Context compression is a skill for managing extremely long agent sessions by strategically summarizing conversation history to minimize total tokens consumed across task completion, including re-fetch costs from information loss. Use this skill when agent sessions exceed context windows, codebases span millions of tokens, designing conversation summarization strategies, or creating durable handoff summaries that preserve decisions and file modifications. The skill provides three approaches: anchored iterative summarization for file-tracking sessions, opaque compression for short sessions requiring maximum token savings, and streaming compression for real-time applications.

Install in Claude Code
Copy
git clone --depth 1 https://github.com/guanyang/open-agent-hub /tmp/context-compression && cp -r /tmp/context-compression/skills/context-compression ~/.claude/skills/context-compression
Then start a new Claude Code session; the skill loads automatically.

SKILL.md

# Context Compression Strategies

When agent sessions generate millions of tokens of conversation history, compression becomes mandatory. The naive approach is aggressive compression to minimize tokens per request. The correct optimization target is tokens per task: total tokens consumed to complete a task, including re-fetching costs when compression loses critical information.

## When to Activate

Activate this skill when:
- Agent sessions exceed context window limits
- Codebases exceed context windows (5M+ token systems)
- Designing conversation summarization strategies
- Debugging cases where agents "forget" what files they modified
- Building evaluation frameworks for compression quality
- Creating durable handoff summaries that preserve decisions, files, risks, and next actions

Do not activate this skill for adjacent work owned by other skills:
- General token-efficiency tactics such as masking, prefix caching, or partitioning: `context-optimization`.
- Diagnosing why a long context is failing before choosing a mitigation: `context-degradation`.
- Writing raw outputs, logs, or plans to files without summarizing them: `filesystem-context`.
- Designing long-term semantic memory across sessions: `memory-systems`.

## Core Concepts

Context compression trades token savings against information loss. Select from three production-ready approaches based on session characteristics:

1. **Anchored Iterative Summarization**: Implement this for long-running sessions where file tracking matters. Maintain structured, persistent summaries with explicit sections for session intent, file modifications, decisions, and next steps. When compression triggers, summarize only the newly-truncated span and merge with the existing summary rather than regenerating from scratch. This prevents drift that accumulates when summaries are regenerated wholesale — each regeneration risks losing details the model considers low-priority but the task requires. Structure forces preservation because dedicated sections act as checklists the summarizer must populate, catching silent information loss.
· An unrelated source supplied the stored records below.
// ==========================================
// 工单流转追踪系统 - WIP 仓储
// ==========================================
// 职责: 维护每个工单唯一的在制记录（当前工序指针 + 生命周期状态）
// 并发: 指针/状态更新带 revision 乐观锁
// ==========================================

use crate::domain::types::WipStatus;
use crate::domain::wip::WipItem;
use crate::repository::error::{RepositoryError, RepositoryResult};
use crate::repository::{now_ts, parse_enum, parse_ts};
use rusqlite::{params, Connection, OptionalExtension, Row, Transaction};
use std::sync::{Arc, Mutex};

const SELECT_COLUMNS: &str = r#"
    SELECT wip_item_id, work_order_id, current_step_id, status, created_at, route_id, revision
    FROM wip_item
"#;

// ==========================================
// WipRepository - WIP 仓储
// ==========================================
pub struct WipRepository {
    conn: Arc<Mutex<Connection>>,
}

impl WipRepository {
    /// 创建新的 WIP 仓储
    pub fn new(conn: Arc<Mutex<Connection>>) -> Self {
        Self { conn }
    }

    /// 获取数据库连接
    fn get_conn(&self) -> RepositoryResult<std::sync::MutexGuard<'_, Connection>> {
        self.conn
            .lock()
            .map_err(|e| RepositoryError::LockError(e.to_string()))
    }

    // ==========================================
    // 查询操作
    // ==========================================

    /// 查询工单的 WIP
    pub fn find_by_work_order(&self, work_order_id: i64) -> RepositoryResult<Option<WipItem>> {
        let conn = self.get_conn()?;
        Self::find_by_work_order_tx(&conn, work_order_id)
    }

    pub fn find_by_work_order_tx(conn: &Connection, work_order_id: i64) -> RepositoryResult<Option<WipItem>> {
        let sql = format!("{} WHERE work_order_id = ?1", SELECT_COLUMNS);
        let wip = conn
            .query_row(&sql, params![work_order_id], map_row)
            .optional()?;
        Ok(wip)
    }

    /// 按ID查询 WIP
    pub fn find_by_id(&self, wip_item_id: i64) -> RepositoryResult<Option<WipItem>> {
        let conn = self.get_conn()?;
        let sql = format!("{} WHERE wip_item_id = ?1", SELECT_COLUMNS);
        let wip = conn
            .query_row(&sql, params![wip_item_id], map_row)
            .optional()?;
        Ok(wip)
    }

    // ==========================================
    // 写入操作（仅事务内）
    // ==========================================

    /// 创建 WIP（ACTIVE，指向首道工序，冻结路线）
    pub fn insert_tx(
        tx: &Transaction,
        work_order_id: i64,
        first_step_id: i64,
        route_id: i64,
    ) -> RepositoryResult<WipItem> {
        let created_at = now_ts();
        tx.execute(
            r#"
            INSERT INTO wip_item (work_order_id, current_step_id, status, created_at, route_id, revision)
            VALUES (?1, ?2, ?3, ?4, ?5, 0)
            "#,
            params![
                work_order_id,
                first_step_id,
                WipStatus::Active.to_db_str(),
                created_at,
                route_id
            ],
        )?;

        let sql = format!("{} WHERE wip_item_id = ?1", SELECT_COLUMNS);
        let wip = tx.query_row(&sql, params![tx.last_insert_rowid()], map_row)?;
        Ok(wip)
    }

    /// 推进当前工序指针并设置状态（乐观锁）
    ///
    /// # 返回
    /// - Ok(new_revision)
    pub fn advance_tx(
        tx: &Transaction,
        wip: &WipItem,
        current_step_id: i64,
        status: WipStatus,
    ) -> RepositoryResult<i64> {
        let rows = tx.execute(
            r#"
            UPDATE wip_item
            SET current_step_id = ?1, status = ?2, revision = revision + 1
            WHERE wip_item_id = ?3 AND revision = ?4
            "#,
            params![current_step_id, status.to_db_str(), wip.wip_item_id, wip.revision],
        )?;

        if rows == 0 {
            return Err(revision_mismatch(tx, wip));
        }
        Ok(wip.revision + 1)
    }

    /// 仅更新状态（乐观锁）
    pub fn update_status_tx(tx: &Transaction, wip: &WipItem, status: WipStatus) -> RepositoryResult<i64> {
        Self::advance_tx(tx, wip, wip.current_step_id, status)
    }
}

/// 判断是记录不存在还是 revision 冲突
fn revision_mismatch(conn: &Connection, wip: &WipItem) -> RepositoryError {
    let actual = conn
        .query_row(
            "SELECT revision FROM wip_item WHERE wip_item_id = ?1",
            params![wip.wip_item_id],
            |row| row.get::<_, i64>(0),
        )
        .optional();

    match actual {
        Ok(Some(actual)) => RepositoryError::OptimisticLockFailure {
            entity: "WipItem".to_string(),
            id: wip.wip_item_id,
            expected: wip.revision,
            actual,
        },
        Ok(None) => RepositoryError::NotFound {
            entity: "WipItem".to_string(),
            id: wip.wip_item_id.to_string(),
        },
        Err(e) => e.into(),
    }
}

fn map_row(row: &Row) -> rusqlite::Result<WipItem> {
    Ok(WipItem {
        wip_item_id: row.get(0)?,
        work_order_id: row.get(1)?,
        current_step_id: row.get(2)?,
        status: parse_enum(row, 3, WipStatus::from_str)?,
        created_at: parse_ts(row, 4)?,
        route_id: row.get(5)?,
        revision: row.get(6)?,
    })
}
2. **Opaque Compression**: Reserve this for short sessions where re-fetching costs are low and maximum token savings are required. It produces compressed representations optimized for reconstruction fidelity, achieving 99%+ compression ratios but sacrificing interpretability entirely. The tradeoff matters: there is no way to verify what was preserved without running probe-based evaluation, so never use this when debugging or artifact tracking is critical.

3. **Regenerative Full Summary**: Use this when summary readability is critical and sessions have clear phase boundaries. It generates detailed structured summaries on each compression trigger. The weakness is cumulative detail loss across repeated cycles — each full regeneration is a fresh pass that may deprioritize details preserved in earlier summaries.

## Detailed Topics

### Optimize for Tokens-Per-Task, Not Tokens-Per-Request

Measure total tokens consumed from task start to completion, not tokens per individual request. When compression drops file paths, error messages, or decision rationale, the agent must re-explore, re-read files, and re-derive conclusions — wasting far more tokens than the compression saved. A strategy saving 0.5% more tokens per request but causing 20% more re-fetching costs more overall. Track re-fetching frequency as the primary quality signal: if the agent repeatedly asks to re-read files it already processed, compression is too aggressive.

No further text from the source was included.